Hedge Fund Performance Commentary


Following on the heels of a month that witnessed a combination of profit-taking and short-term market correction, November saw hedge funds bouncing back into positive territory, with most Eurekahedge regional and strategy indices recording returns upwards of 2%. Investors were visibly buoyed by robust economic data, Japan's positive turn, moderate inflation in the US and the Federal Reserve's apparently diminishing concerns about rising inflation. The benchmark Eurekahedge Hedge Fund Index returned a handsome 2.2% for the month.

Performance by Investment Region

Among funds by investment region, those allocating to Asia ex-Japan were the clear leaders for the month, up a spectacular 3%. This was in stark contrast with October's performance numbers, where the region was a loss-leader. Key equity markets such as those in Korea, Australia and India were already on the rebound towards the end of October and long/short funds (typically long-biased in Asia), multi-strategy and relative value funds were able to catch the uptrend early on.
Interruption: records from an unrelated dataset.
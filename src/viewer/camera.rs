use bevy::input::mouse::{MouseScrollUnit, MouseWheel};
use bevy::prelude::*;
use bevy_egui::EguiContexts;

use crate::constants::{MAX_ZOOM_SCALE, MIN_ZOOM_SCALE, ZOOM_BUTTON_STEP};

use super::tools::{CurrentTool, ViewerTool};

#[derive(Component)]
pub struct ViewerCamera;

/// Current zoom factor of the viewer. Scale 1.0 shows the image at a
/// 1:1 pixel mapping; larger values zoom out.
#[derive(Component)]
pub struct CameraZoom {
    pub scale: f32,
}

impl Default for CameraZoom {
    fn default() -> Self {
        Self { scale: 1.0 }
    }
}

/// Message to zoom in one step (from the zoom controls)
#[derive(Message)]
pub struct ZoomInRequest;

/// Message to zoom out one step (from the zoom controls)
#[derive(Message)]
pub struct ZoomOutRequest;

/// Message to reset zoom and recenter the image
#[derive(Message)]
pub struct ResetViewRequest;

pub fn spawn_camera(mut commands: Commands) {
    commands.spawn((
        Camera2d,
        ViewerCamera,
        CameraZoom::default(),
        Transform::from_translation(Vec3::new(0.0, 0.0, 1000.0)),
    ));
}

/// Left-drag pans the view, but only while the Pan tool is active so
/// measuring gestures are not also interpreted as pans.
pub fn camera_pan(
    mouse_button: Res<ButtonInput<MouseButton>>,
    current_tool: Res<CurrentTool>,
    mut mouse_motion: MessageReader<bevy::input::mouse::MouseMotion>,
    mut camera_query: Query<(&mut Transform, &CameraZoom), With<ViewerCamera>>,
    mut contexts: EguiContexts,
) {
    if current_tool.tool != ViewerTool::Pan || !mouse_button.pressed(MouseButton::Left) {
        mouse_motion.clear();
        return;
    }

    if let Ok(ctx) = contexts.ctx_mut()
        && ctx.is_pointer_over_area()
    {
        mouse_motion.clear();
        return;
    }

    let Ok((mut transform, zoom)) = camera_query.single_mut() else {
        return;
    };

    for event in mouse_motion.read() {
        let delta = event.delta * zoom.scale;
        transform.translation.x -= delta.x;
        transform.translation.y += delta.y;
    }
}

/// Scroll-wheel zoom, active only with the Pan tool (the original viewer
/// disables its transform widget entirely while a measuring tool is active).
pub fn camera_zoom(
    mut scroll_events: MessageReader<MouseWheel>,
    current_tool: Res<CurrentTool>,
    mut camera_query: Query<&mut CameraZoom, With<ViewerCamera>>,
) {
    if current_tool.tool != ViewerTool::Pan {
        scroll_events.clear();
        return;
    }

    let Ok(mut zoom) = camera_query.single_mut() else {
        return;
    };

    for event in scroll_events.read() {
        let scroll_amount = match event.unit {
            MouseScrollUnit::Line => event.y * 0.1,
            MouseScrollUnit::Pixel => event.y * 0.001,
        };

        zoom.scale = (zoom.scale - scroll_amount).clamp(MIN_ZOOM_SCALE, MAX_ZOOM_SCALE);
    }
}

/// The zoom buttons work regardless of the active tool.
pub fn handle_zoom_buttons(
    mut zoom_in: MessageReader<ZoomInRequest>,
    mut zoom_out: MessageReader<ZoomOutRequest>,
    mut camera_query: Query<&mut CameraZoom, With<ViewerCamera>>,
) {
    let Ok(mut zoom) = camera_query.single_mut() else {
        return;
    };

    for _ in zoom_in.read() {
        zoom.scale = (zoom.scale - ZOOM_BUTTON_STEP).clamp(MIN_ZOOM_SCALE, MAX_ZOOM_SCALE);
    }
    for _ in zoom_out.read() {
        zoom.scale = (zoom.scale + ZOOM_BUTTON_STEP).clamp(MIN_ZOOM_SCALE, MAX_ZOOM_SCALE);
    }
}

pub fn handle_reset_view(
    mut events: MessageReader<ResetViewRequest>,
    mut camera_query: Query<(&mut Transform, &mut CameraZoom), With<ViewerCamera>>,
) {
    let mut requested = false;
    for _ in events.read() {
        requested = true;
    }
    if !requested {
        return;
    }

    let Ok((mut transform, mut zoom)) = camera_query.single_mut() else {
        return;
    };

    zoom.scale = 1.0;
    transform.translation.x = 0.0;
    transform.translation.y = 0.0;
}

pub fn apply_camera_zoom(
    mut camera_query: Query<(&CameraZoom, &mut Projection), (With<ViewerCamera>, Changed<CameraZoom>)>,
) {
    for (zoom, mut projection) in camera_query.iter_mut() {
        if let Projection::Orthographic(ref mut ortho) = *projection {
            ortho.scale = zoom.scale;
        }
    }
}

#[cfg(test)]
mod tests {
    use super::*;

    #[test]
    fn test_camera_zoom_default_is_one() {
        assert_eq!(CameraZoom::default().scale, 1.0);
    }

    #[test]
    fn test_zoom_step_stays_within_limits() {
        let mut scale: f32 = MIN_ZOOM_SCALE;
        scale = (scale - ZOOM_BUTTON_STEP).clamp(MIN_ZOOM_SCALE, MAX_ZOOM_SCALE);
        assert_eq!(scale, MIN_ZOOM_SCALE);

        let mut scale: f32 = MAX_ZOOM_SCALE;
        scale = (scale + ZOOM_BUTTON_STEP).clamp(MIN_ZOOM_SCALE, MAX_ZOOM_SCALE);
        assert_eq!(scale, MAX_ZOOM_SCALE);
    }
}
Japanese funds, continuing on their upward trek in an expansionary regime, chalked up returns of 2.7% on average. Even the relatively under-performing regional funds, viz European and North American funds, when considered on a stand-alone basis, fared rather well recording healthy gains of 1.7% and 1.6% respectively. The chart below gives a snapshot of the performance of the Eurekahedge regional hedge fund indices during the month. A more elaborate analysis of the various regional market and performance trends is carried out in a later part of this write-up.

Eurekahedge Performance Indices (Regions)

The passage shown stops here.